AutoFill is a great tool that helps you sign up for things faster. But before you use it, think twice. It might not be as secure as you’d expect.
A shocking security flaw was recently discovered by 18-year-old researcher Jack Cable. He disclosed that malicious websites could seamlessly use the LinkedIn AutoFill button to harvest users’ sensitive data. Even more, he demonstrated how a user's information can be unwillingly exposed to any website simply by clicking anywhere on the webpage.
“This is because the AutoFill button could be made invisible and span the entire page, causing a user clicking anywhere to send the user's information to the website,” Cable said.
LinkedIn responded with a statement refusing any evidence of vulnerability and cases of stealing users’ data.
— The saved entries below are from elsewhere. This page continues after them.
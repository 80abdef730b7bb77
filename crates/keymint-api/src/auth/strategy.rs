// Authentication strategies
// Decision: Closed variant type over {password, external identity}; the route
// layer picks the variant, everything downstream is variant-agnostic
// Decision: Strategies produce a Principal and nothing else; token issuance
// happens later in the pipeline

use uuid::Uuid;

use super::oauth::GoogleOAuthService;
use crate::error::AuthError;
use crate::storage::{password::verify_password, CreateUserRow, StorageBackend, UserRow};

/// A verified identity, independent of any authorization scope.
#[derive(Debug, Clone)]
pub struct Principal {
    pub id: Uuid,
    pub name: String,
    pub email: String,
}

impl From<&UserRow> for Principal {
    fn from(user: &UserRow) -> Self {
        Self {
            id: user.id,
            name: user.name.clone(),
            email: user.email.clone(),
        }
    }
}

/// Request credentials, one variant per strategy.
pub enum Credentials {
    /// Local email + password check
    Password { email: String, password: String },
    /// Authorization code handed back by Google's redirect
    GoogleCallback { code: String },
}

/// Dispatches a credential variant to its verification path.
pub struct Authenticator {
    store: StorageBackend,
    google: Option<GoogleOAuthService>,
}

impl Authenticator {
    pub fn new(store: StorageBackend, google: Option<GoogleOAuthService>) -> Self {
        Self { store, google }
    }

    /// Verify the supplied credentials and produce a Principal.
    ///
    /// Every failure path surfaces the same generic `Unauthenticated` error;
    /// callers cannot distinguish an unknown account from a bad secret.
    pub async fn authenticate(&self, credentials: Credentials) -> Result<Principal, AuthError> {
        match credentials {
            Credentials::Password { email, password } => {
                self.verify_local(&email, &password).await
            }
            Credentials::GoogleCallback { code } => self.verify_google(&code).await,
        }
    }

    async fn verify_local(&self, email: &str, password: &str) -> Result<Principal, AuthError> {
        let user = self
            .store
            .get_user_by_email(email)
            .await
            .map_err(AuthError::Internal)?
            .ok_or(AuthError::Unauthenticated)?;

        let password_hash = user.password_hash.as_ref().ok_or(AuthError::Unauthenticated)?;

        let valid = verify_password(password, password_hash).map_err(AuthError::Internal)?;
        if !valid {
            return Err(AuthError::Unauthenticated);
        }

        Ok(Principal::from(&user))
    }

    async fn verify_google(&self, code: &str) -> Result<Principal, AuthError> {
        let google = self.google.as_ref().ok_or_else(|| {
            tracing::warn!("Google callback received but OAuth is not configured");
            AuthError::Unauthenticated
        })?;

        let info = google.exchange_code(code).await.map_err(|e| {
            tracing::warn!("OAuth code exchange failed: {:#}", e);
            AuthError::Unauthenticated
        })?;

        // Find-or-provision: first login through the provider creates the
        // local record, without a password hash.
        let user = self
            .store
            .get_user_by_email(&info.email)
            .await
            .map_err(AuthError::Internal)?;

        let user = match user {
            Some(user) => user,
            None => self
                .store
                .create_user(CreateUserRow {
                    email: info.email.clone(),
                    name: info.name.clone(),
                    avatar_url: info.avatar_url.clone(),
                    password_hash: None,
                    email_verified: info.email_verified,
                    auth_provider: Some("google".to_string()),
                    auth_provider_id: Some(info.provider_id.clone()),
                })
                .await
                .map_err(AuthError::Internal)?,
        };

        Ok(Principal::from(&user))
    }
}
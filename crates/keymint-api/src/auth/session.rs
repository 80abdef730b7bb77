// Session cookie policy
// Decision: Cookie lifetime (2h / 30d) is independent of token validity
// (15m); the cookie is a transport and remember-me mechanism, and protected
// requests always re-validate token expiry

use axum_extra::extract::cookie::{Cookie, SameSite};

/// Cookie carrying the signed token.
pub const TOKEN_COOKIE: &str = "token";

/// Cookie lifetime without remember-me.
const SESSION_MAX_AGE: time::Duration = time::Duration::hours(2);

/// Cookie lifetime with remember-me.
const REMEMBER_ME_MAX_AGE: time::Duration = time::Duration::days(30);

/// Build the session cookie for an issued token.
///
/// `httpOnly` and `secure` are relaxed only in dev mode. `SameSite=None`
/// supports cross-origin delivery; the token is always returned in the
/// response body as well, so callers may use either channel.
pub fn session_cookie(token: String, remember_me: bool, dev_mode: bool) -> Cookie<'static> {
    let max_age = if remember_me {
        REMEMBER_ME_MAX_AGE
    } else {
        SESSION_MAX_AGE
    };

    Cookie::build((TOKEN_COOKIE, token))
        .path("/")
        .http_only(!dev_mode)
        .secure(!dev_mode)
        .same_site(SameSite::None)
        .max_age(max_age)
        .build()
}

/// Build the removal cookie used at logout.
pub fn clear_session_cookie() -> Cookie<'static> {
    Cookie::build(TOKEN_COOKIE).path("/").build()
}
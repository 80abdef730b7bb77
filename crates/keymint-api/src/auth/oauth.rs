// OAuth service for Google authentication
// Decision: Manual OAuth2 implementation to avoid http crate version conflicts
// Decision: Every provider round-trip runs under an explicit timeout

use std::time::Duration;

use anyhow::{Context, Result};
use serde::Deserialize;

use super::config::GoogleOAuthConfig;

/// Upper bound on each round-trip to the provider. A hung provider call
/// must not pin a login request forever.
const PROVIDER_TIMEOUT: Duration = Duration::from_secs(10);

/// Verified identity returned by the provider
#[derive(Debug, Clone)]
pub struct OAuthUserInfo {
    /// Provider-stable subject identifier
    pub provider_id: String,
    /// User email
    pub email: String,
    /// User name
    pub name: String,
    /// Avatar URL
    pub avatar_url: Option<String>,
    /// Email verified status
    pub email_verified: bool,
}

/// Google OAuth service
pub struct GoogleOAuthService {
    client_id: String,
    client_secret: String,
    redirect_uri: String,
    http: reqwest::Client,
}

impl GoogleOAuthService {
    pub fn new(config: &GoogleOAuthConfig) -> Result<Self> {
        let http = reqwest::Client::builder()
            .timeout(PROVIDER_TIMEOUT)
            .build()
            .context("Failed to build OAuth HTTP client")?;

        Ok(Self {
            client_id: config.client_id.clone(),
            client_secret: config.client_secret.clone(),
            redirect_uri: config.redirect_uri.clone(),
            http,
        })
    }

    /// Generate the authorization URL that starts the redirect flow.
    ///
    /// The requested claim set is fixed: stable subject id, profile name,
    /// and email.
    pub fn authorization_url(&self, state: &str) -> String {
        let params = [
            ("client_id", self.client_id.as_str()),
            ("redirect_uri", self.redirect_uri.as_str()),
            ("response_type", "code"),
            ("scope", "openid profile email"),
            ("state", state),
        ];

        let query = params
            .iter()
            .map(|(k, v)| format!("{}={}", k, urlencoding::encode(v)))
            .collect::<Vec<_>>()
            .join("&");

        format!("https://accounts.google.com/o/oauth2/v2/auth?{}", query)
    }

    /// Exchange an authorization code for the verified user identity
    pub async fn exchange_code(&self, code: &str) -> Result<OAuthUserInfo> {
        let token_response: GoogleTokenResponse = self
            .http
            .post("https://oauth2.googleapis.com/token")
            .form(&[
                ("client_id", self.client_id.as_str()),
                ("client_secret", self.client_secret.as_str()),
                ("code", code),
                ("redirect_uri", self.redirect_uri.as_str()),
                ("grant_type", "authorization_code"),
            ])
            .send()
            .await
            .context("Failed to exchange code")?
            .json()
            .await
            .context("Failed to parse token response")?;

        let user_info: GoogleUserInfo = self
            .http
            .get("https://www.googleapis.com/oauth2/v3/userinfo")
            .bearer_auth(&token_response.access_token)
            .send()
            .await
            .context("Failed to fetch user info")?
            .json()
            .await
            .context("Failed to parse user info")?;

        Ok(OAuthUserInfo {
            provider_id: user_info.sub,
            email: user_info.email,
            name: user_info.name.unwrap_or_default(),
            avatar_url: user_info.picture,
            email_verified: user_info.email_verified.unwrap_or(false),
        })
    }
}

#[derive(Debug, Deserialize)]
struct GoogleTokenResponse {
    access_token: String,
}

#[derive(Debug, Deserialize)]
struct GoogleUserInfo {
    sub: String,
    email: String,
    name: Option<String>,
    picture: Option<String>,
    email_verified: Option<bool>,
}
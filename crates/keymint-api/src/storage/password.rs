// Password hashing using Argon2id
// Decision: Argon2id with default parameters; verification is constant-time
// within the password-hash crate

use anyhow::Result;
use argon2::{
    password_hash::{rand_core::OsRng, PasswordHash, PasswordHasher, PasswordVerifier, SaltString},
    Argon2,
};

/// Hash a password using Argon2id with a fresh random salt.
pub fn hash_password(password: &str) -> Result<String> {
    let salt = SaltString::generate(&mut OsRng);
    let argon2 = Argon2::default();

    let hash = argon2
        .hash_password(password.as_bytes(), &salt)
        .map_err(|e| anyhow::anyhow!("Failed to hash password: {}", e))?;

    Ok(hash.to_string())
}

/// Verify a password against a stored hash.
pub fn verify_password(password: &str, hash: &str) -> Result<bool> {
    let parsed_hash = PasswordHash::new(hash)
        .map_err(|e| anyhow::anyhow!("Failed to parse password hash: {}", e))?;

    Ok(Argon2::default()
        .verify_password(password.as_bytes(), &parsed_hash)
        .is_ok())
}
LinkedIn responded by assuring the public that there were no signs of abuse and informed the public that the vulnerability had been plugged. However, Jack Cable is convinced that LinkedIn’s servers simply aren’t able to detect abusing them as hackers are working invisibly.
How it works
First, you need to understand the nuts and bolts of a website. Every website contains hundreds of elements like images, videos, icons, buttons, you name it. To insert a piece of content from another source into a webpage, you’ll need a special web element called an iframe.
So, when you visit a malicious website, it loads the LinkedIn AutoFill button iframe. You can’t see it because it’s invisible and may take up even the entire webpage. If you click anywhere on the page, LinkedIn interprets this as the AutoFill button being pressed, and sends the information via a special postMessage service to the malicious site. Eventually, the malicious site decodes the user’s data.
Making things even worse? Websites like Twitter, SalesForce, and Twilio also use the AutoFill form and LinkedIn privacy settings don’t control this. Even if users have configured their LinkedIn privacy settings to hide their email, phone number, or other info, it can still be pulled in from the AutoFill plugin.
How to stay safe
According to Naked Security, LinkedIn has taken rapid actions and patched the loophole on April 19 by restricting the plugin to the list of sites that have permission to use AutoFill.
Yes, LinkedIn AutoFill works on whitelisted domains for approved advertisers. However, you can still take the following actions to protect your private data:
Remember to log out of websites like LinkedIn after you’ve finished using them.
Check all the websites that you have ever used. If you no longer need them, just remove your accounts and delete all your data.
Giant tech companies are facing more and more vulnerabilities, so much so that governments are now getting involved to consider possible solutions to this problem. Until there’s a viable solution in place, it’s better to be careful and avoid sharing your private information as much as possible.